警官も梓も、柄の悪い黒金よりジホの言葉を信用した。
「おい!」
「おい、って何だ!?」
「ちょ、ちょっ、キムを放しなさい」
梓も黒金をジホから引き離しにかかった。
ジホは黒金から逃れた。
黒金はジホを追いかけることができない。警官が後ろから抱きとめているからだった。彼はやけっぱちで叫んだ。
「お前は俺のものだーッ!」
黒金の追跡から逃れたジホは白鳥プロレスのメンバーと夕食を囲っていた。
「心配したよ、キム」
ご飯をよそってあげながら舞は言った。
「黙って出て行くんじゃないよ」
「すみません」
「ほら、早く食べ、お腹空いてんねやろ?」
「さびしくなったら、いつでも寄っていいからね」
「ふん、ほら」
「そうだ、キム。今日もまた泊まっていきなよ」
つかさが言った。
「ベッド、空いてるんだし・・・」
「うん」「うん」
メンバーらの言葉に、ジホはいたたまれないような表情で立ち上がった。
「ご馳走様でした」
「えっ! もう行くの?」
「はい。
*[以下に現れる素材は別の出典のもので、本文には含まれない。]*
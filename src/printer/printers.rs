// src/printer/printers.rs

//! Output routing and the specialized printer struct [`PrinterResponse`].
//!
//! A query produces [`ResponseLine`s] bound for one [`Destination`]: the
//! client, or the debug channel. This module renders the reply lines that
//! are not replayed history (errors, warnings, capability advertisement)
//! and prints whole responses to the terminal.
//!
//! [`ResponseLine`s]: self::ResponseLine

use crate::common::{COMMAND, SERVER_NAME};
use crate::data::message::CanonicalMessage;
use crate::debug::printers::de_err;
use crate::readers::queryengine::Response;

use std::io::{
    Result,
    Write, // for `std::io::Stdout.flush`
};

#[doc(hidden)]
pub use ::termcolor::{Color, ColorChoice, ColorSpec, WriteColor};

// ━━━━━━━━━━━━━━━━━━━━━━━━━━━━━━━━━━━━━━━━━━━━━━━━━━━━━━━━━━━━━━━━━━━━━━━━━━━━━━━━━━━━━━━━━━━━━━━━━
// globals and constants
// ━━━━━━━━━━━━━━━━━━━━━━━━━━━━━━━━━━━━━━━━━━━━━━━━━━━━━━━━━━━━━━━━━━━━━━━━━━━━━━━━━━━━━━━━━━━━━━━━━

/// [`Color`] for printing replayed history lines.
///
/// [`Color`]: https://docs.rs/termcolor/1.1.3/termcolor/enum.Color.html
pub const COLOR_DEFAULT: Color = Color::White;

/// [`Color`] for printing batch start and end markers.
pub const COLOR_MARKER: Color = Color::Cyan;

/// [`Color`] for printing warning replies.
pub const COLOR_WARNING: Color = Color::Yellow;

/// [`Color`] for printing error replies and some user-facing error messages.
///
/// [`Color`]: https://docs.rs/termcolor/1.1.3/termcolor/enum.Color.html
pub const COLOR_ERROR: Color = Color::Red;

/// [`Color`] for the debug channel prefix.
pub const COLOR_DEBUG_CHANNEL: Color = Color::Magenta;

/// Name of the debug channel, printed before each line routed to it.
pub const DEBUG_CHANNEL: &str = "*chathistory";

/// Reply severity word of an error reply.
pub const REPLY_ERR: &str = "ERR";
/// Reply severity word of a warning reply.
pub const REPLY_WARN: &str = "WARN";

/// Numeric of the capability advertisement reply.
pub const RPL_ISUPPORT: &str = "005";

// ━━━━━━━━━━━━━━━━━━━━━━━━━━━━━━━━━━━━━━━━━━━━━━━━━━━━━━━━━━━━━━━━━━━━━━━━━━━━━━━━━━━━━━━━━━━━━━━━━
// Destination, ResponseLine
// ━━━━━━━━━━━━━━━━━━━━━━━━━━━━━━━━━━━━━━━━━━━━━━━━━━━━━━━━━━━━━━━━━━━━━━━━━━━━━━━━━━━━━━━━━━━━━━━━━

/// Where all lines of one response go. Never both.
#[derive(Clone, Copy, Debug, Eq, PartialEq)]
pub enum Destination {
    /// the connected client
    Client,
    /// the per-user debug channel
    DebugChannel,
}

impl Destination {
    /// The destination for a user with setting `debug`.
    pub const fn from_debug(debug: bool) -> Destination {
        match debug {
            true => Destination::DebugChannel,
            false => Destination::Client,
        }
    }
}

/// One output line of a response.
#[derive(Clone, Debug, Eq, PartialEq)]
pub enum ResponseLine {
    /// batch start or end marker
    Marker(String),
    /// replayed history line
    Member(String),
    /// `CHATHISTORY WARN` reply
    Warning(String),
    /// `CHATHISTORY ERR` reply
    Error(String),
    /// capability advertisement
    ISupport(String),
}

impl ResponseLine {
    pub fn text(&self) -> &str {
        match self {
            ResponseLine::Marker(text)
            | ResponseLine::Member(text)
            | ResponseLine::Warning(text)
            | ResponseLine::Error(text)
            | ResponseLine::ISupport(text) => text.as_str(),
        }
    }

    fn color(&self) -> Color {
        match self {
            ResponseLine::Marker(_) => COLOR_MARKER,
            ResponseLine::Member(_) | ResponseLine::ISupport(_) => COLOR_DEFAULT,
            ResponseLine::Warning(_) => COLOR_WARNING,
            ResponseLine::Error(_) => COLOR_ERROR,
        }
    }
}

/// `:<nickmask> CHATHISTORY <level> :<code>`
pub fn reply_line(nickmask: &str, level: &str, code: &str) -> String {
    CanonicalMessage::new(COMMAND)
        .prefix(nickmask)
        .param(level)
        .trailing(code)
        .to_string()
}

/// `:irc.znc.in 005 <nick> CHATHISTORY=<size> :are supported by this server`
pub fn isupport_line(nick: &str, size: u64) -> String {
    CanonicalMessage::new(RPL_ISUPPORT)
        .prefix(SERVER_NAME)
        .param(nick)
        .param(format!("{}={}", COMMAND, size))
        .trailing("are supported by this server")
        .to_string()
}

// ━━━━━━━━━━━━━━━━━━━━━━━━━━━━━━━━━━━━━━━━━━━━━━━━━━━━━━━━━━━━━━━━━━━━━━━━━━━━━━━━━━━━━━━━━━━━━━━━━
// PrinterResponse
// ━━━━━━━━━━━━━━━━━━━━━━━━━━━━━━━━━━━━━━━━━━━━━━━━━━━━━━━━━━━━━━━━━━━━━━━━━━━━━━━━━━━━━━━━━━━━━━━━━

/// A printer specialized for [`Response`s].
///
/// Each response is printed as one uninterrupted block.
///
/// [`Response`s]: crate::readers::queryengine::Response
pub struct PrinterResponse {
    /// termcolor handle to stdout
    stdout_color: termcolor::StandardStream,
    /// should printing be in color?
    do_color: bool,
    /// color settings for the debug channel prefix
    color_spec_debug: ColorSpec,
    /// last value passed to `self.stdout_color.set_color()`
    ///
    /// used by macro `setcolor_or_return`
    color_spec_last: ColorSpec,
}

/// Macro to write to given stdout. If there is an error then return it.
macro_rules! write_or_return {
    ($stdout:expr, $slice_:expr, $printed:expr) => {
        match $stdout.write_all($slice_) {
            Ok(_) => {
                $printed += $slice_.len();
            }
            Err(err) => {
                // XXX: this will print when this program stdout is truncated, like when piping
                //      to `head`, e.g. `chr - < queries.txt | head`
                //          Broken pipe (os error 32)
                de_err!(
                    "{}.write({}) (len {})) error {}",
                    stringify!($stdout),
                    stringify!($slice_),
                    $slice_.len(),
                    err
                );
                #[allow(clippy::match_single_binding)]
                match $stdout.flush() {
                    _ => {}
                }
                return Err(err);
            }
        }
    };
}

/// Macro that sets output color, only changed if needed.
///
/// Unnecessary changes to `set_color` may cause errant formatting bytes to
/// print to the terminal.
macro_rules! setcolor_or_return {
    ($stdout:expr, $color_spec:expr, $color_spec_last:expr) => {
        if $color_spec != $color_spec_last {
            if let Err(err) = $stdout.set_color(&$color_spec) {
                de_err!("{}.set_color({:?}) returned error {}", stringify!($stdout), $color_spec, err);
                return Err(err);
            };
            $color_spec_last = $color_spec.clone();
        }
    };
}

/// Aliased [`Result`] returned by [`PrinterResponse`] functions; count of
/// bytes printed.
///
/// [`Result`]: std::io::Result
pub type PrinterResponseResult = Result<usize>;

impl PrinterResponse {
    /// Create a new `PrinterResponse`.
    pub fn new(color_choice: ColorChoice) -> PrinterResponse {
        let stdout_color = termcolor::StandardStream::stdout(color_choice);
        let do_color: bool = match color_choice {
            ColorChoice::Never => false,
            ColorChoice::Always | ColorChoice::AlwaysAnsi | ColorChoice::Auto => true,
        };
        let mut color_spec_debug: ColorSpec = ColorSpec::new();
        color_spec_debug.set_fg(Some(COLOR_DEBUG_CHANNEL));
        color_spec_debug.set_bold(true);

        PrinterResponse {
            stdout_color,
            do_color,
            color_spec_debug,
            color_spec_last: ColorSpec::new(),
        }
    }

    /// Prints all lines of `response`.
    ///
    /// Lines routed to the debug channel are prefixed with
    /// [`DEBUG_CHANNEL`].
    pub fn print_response(&mut self, response: &Response) -> PrinterResponseResult {
        let mut printed: usize = 0;
        let _stderr_lock = std::io::stderr().lock();
        let mut color_spec_line: ColorSpec = ColorSpec::new();
        for line in response.lines.iter() {
            if response.destination == Destination::DebugChannel {
                let prefix: String = format!("{} ", DEBUG_CHANNEL);
                if self.do_color {
                    setcolor_or_return!(self.stdout_color, self.color_spec_debug, self.color_spec_last);
                }
                write_or_return!(self.stdout_color, prefix.as_bytes(), printed);
            }
            if self.do_color {
                color_spec_line.set_fg(Some(line.color()));
                setcolor_or_return!(self.stdout_color, color_spec_line, self.color_spec_last);
            }
            write_or_return!(self.stdout_color, line.text().as_bytes(), printed);
            write_or_return!(self.stdout_color, b"\n", printed);
        }
        if self.do_color {
            if let Err(err) = self.stdout_color.reset() {
                de_err!("stdout_color.reset() returned error {}", err);
                return Err(err);
            }
            self.color_spec_last = ColorSpec::new();
        }
        self.stdout_color.flush()?;

        Ok(printed)
    }
}

// ━━━━━━━━━━━━━━━━━━━━━━━━━━━━━━━━━━━━━━━━━━━━━━━━━━━━━━━━━━━━━━━━━━━━━━━━━━━━━━━━━━━━━━━━━━━━━━━━━
// other printer functions (no use of PrinterResponse)
// ━━━━━━━━━━━━━━━━━━━━━━━━━━━━━━━━━━━━━━━━━━━━━━━━━━━━━━━━━━━━━━━━━━━━━━━━━━━━━━━━━━━━━━━━━━━━━━━━━

/// Print colored output to terminal if possible using passed stream,
/// otherwise, print plain output.
///
/// Caller should take stream locks, e.g. `std::io::stdout().lock()`.
///
/// See an example <https://docs.rs/termcolor/1.1.2/termcolor/#detecting-presence-of-a-terminal>.
pub fn print_colored(
    color: Color,
    value: &[u8],
    out: &mut termcolor::StandardStream,
) -> Result<()> {
    if let Err(err) = out.set_color(ColorSpec::new().set_fg(Some(color))) {
        de_err!("print_colored: std.set_color({:?}) returned error {}", color, err);
        return Err(err);
    };
    if let Err(err) = out.write_all(value) {
        de_err!("print_colored: out.write(…) returned error {}", err);
        return Err(err);
    }
    if let Err(err) = out.reset() {
        de_err!("print_colored: out.reset() returned error {}", err);
        return Err(err);
    }
    out.flush()?;

    Ok(())
}

/// Print colored output to terminal on stderr.
///
/// See an example <https://docs.rs/termcolor/1.1.2/termcolor/#detecting-presence-of-a-terminal>.
pub fn print_colored_stderr(
    color: Color,
    color_choice_opt: Option<ColorChoice>,
    value: &[u8],
) -> Result<()> {
    let choice: ColorChoice = color_choice_opt.unwrap_or(ColorChoice::Auto);
    let mut stderr = termcolor::StandardStream::stderr(choice);
    let _stdout_lock = std::io::stdout().lock();

    print_colored(color, value, &mut stderr)
}

/// Safely write the `buffer` to stderr with help of [`StderrLock`].
///
/// [`StderrLock`]: std::io::StderrLock
pub fn write_stderr(buffer: &[u8]) {
    let mut stderr_lock = std::io::stderr().lock();
    let _stdout_lock = std::io::stdout().lock();
    if let Err(_err) = stderr_lock.write_all(buffer) {
        // XXX: this will print when this program stderr is truncated
        //          Broken pipe (os error 32)
        //      Not sure if anything should be done about it
        de_err!("stderr_lock.write(buffer (len {})) error {}", buffer.len(), _err);
    }
    if let Err(_err) = stderr_lock.flush() {
        de_err!("stderr flushing error {}", _err);
    }
}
やらなきゃいけないことがありますから」
そういっていそいで出て行く支度を始めた。
その姿に梓はふと思い当たるものを覚えた。
お母さんのこと大好き・・・ネックレス・・・?
「キム」
梓は訊ねた。
「誰か探してるの?」
ジホは一瞬手を止めた。
しかし、バッグのチャックをしめて立ち上がった。
「もしかしてお母さん?」
「えっ?」
みなは驚きで顔を見合わせたりした。
「でも・・・キムのお母さんって亡くなったんじゃ・・・?」
梓はジホのそばに歩み寄った。
「お母さん・・・生きてるの? 日本にいるの?」
梓の問いかけに、観念したようにジホは説明を始めた。